// 系统领域管理器
//
// 负责系统状态和日志相关的功能
// 包含 SystemStatusHandle 和 LogBroadcaster 两个核心组件

use std::sync::Arc;
use crate::actors::SystemStatusHandle;
use crate::logger::LogBroadcaster;

/// 系统领域管理器 - 负责系统状态和日志
#[derive(Clone)]
pub struct SystemDomain {
    status: SystemStatusHandle,
    log_broadcaster: Arc<LogBroadcaster>,
}

impl SystemDomain {
    /// 创建新的系统领域管理器
    pub fn new(status: SystemStatusHandle, log_broadcaster: Arc<LogBroadcaster>) -> Self {
        Self { status, log_broadcaster }
    }

    /// 获取系统状态 Handle
    pub fn get_status_handle(&self) -> &SystemStatusHandle {
        &self.status
    }

    /// 获取日志广播器
    pub fn get_logger(&self) -> &Arc<LogBroadcaster> {
        &self.log_broadcaster
    }
}
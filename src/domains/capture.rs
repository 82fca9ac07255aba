// 捕获领域管理器
//
// 负责相机会话和照片持久化相关的功能
// 包含 CameraDevice、CaptureHandle 和 CapturePersister 三个核心组件

use std::sync::Arc;
use tokio::sync::Mutex;
use crate::camera::CameraDevice;
use crate::capture::{CaptureHandle, CapturePersister};

/// 捕获领域管理器 - 负责相机会话和照片持久化
#[derive(Clone)]
pub struct CaptureDomain {
    camera: Arc<dyn CameraDevice>,
    capture: CaptureHandle,
    persister: Arc<Mutex<Option<CapturePersister>>>,
}

impl CaptureDomain {
    /// 创建新的捕获领域管理器
    pub fn new(
        camera: Arc<dyn CameraDevice>,
        capture: CaptureHandle,
        persister: CapturePersister,
    ) -> Self {
        Self {
            camera,
            capture,
            persister: Arc::new(Mutex::new(Some(persister))),
        }
    }

    /// 获取相机设备
    pub fn get_camera(&self) -> &Arc<dyn CameraDevice> {
        &self.camera
    }

    /// 获取捕获控制器 Handle
    pub fn get_capture_handle(&self) -> &CaptureHandle {
        &self.capture
    }

    /// 停止照片持久化任务
    pub async fn stop_persister(&self) {
        if let Some(persister) = self.persister.lock().await.take() {
            persister.shutdown();
        }
    }
}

> [THE PROBLEM]: Search the entries for "CapturePersister" and copy each matching line.

> [RESPONSE AREA]:
// 包含 CameraDevice、CaptureHandle 和 CapturePersister 三个核心组件
use crate::capture::{CaptureHandle, CapturePersister};
    persister: Arc<Mutex<Option<CapturePersister>>>,
        persister: CapturePersister,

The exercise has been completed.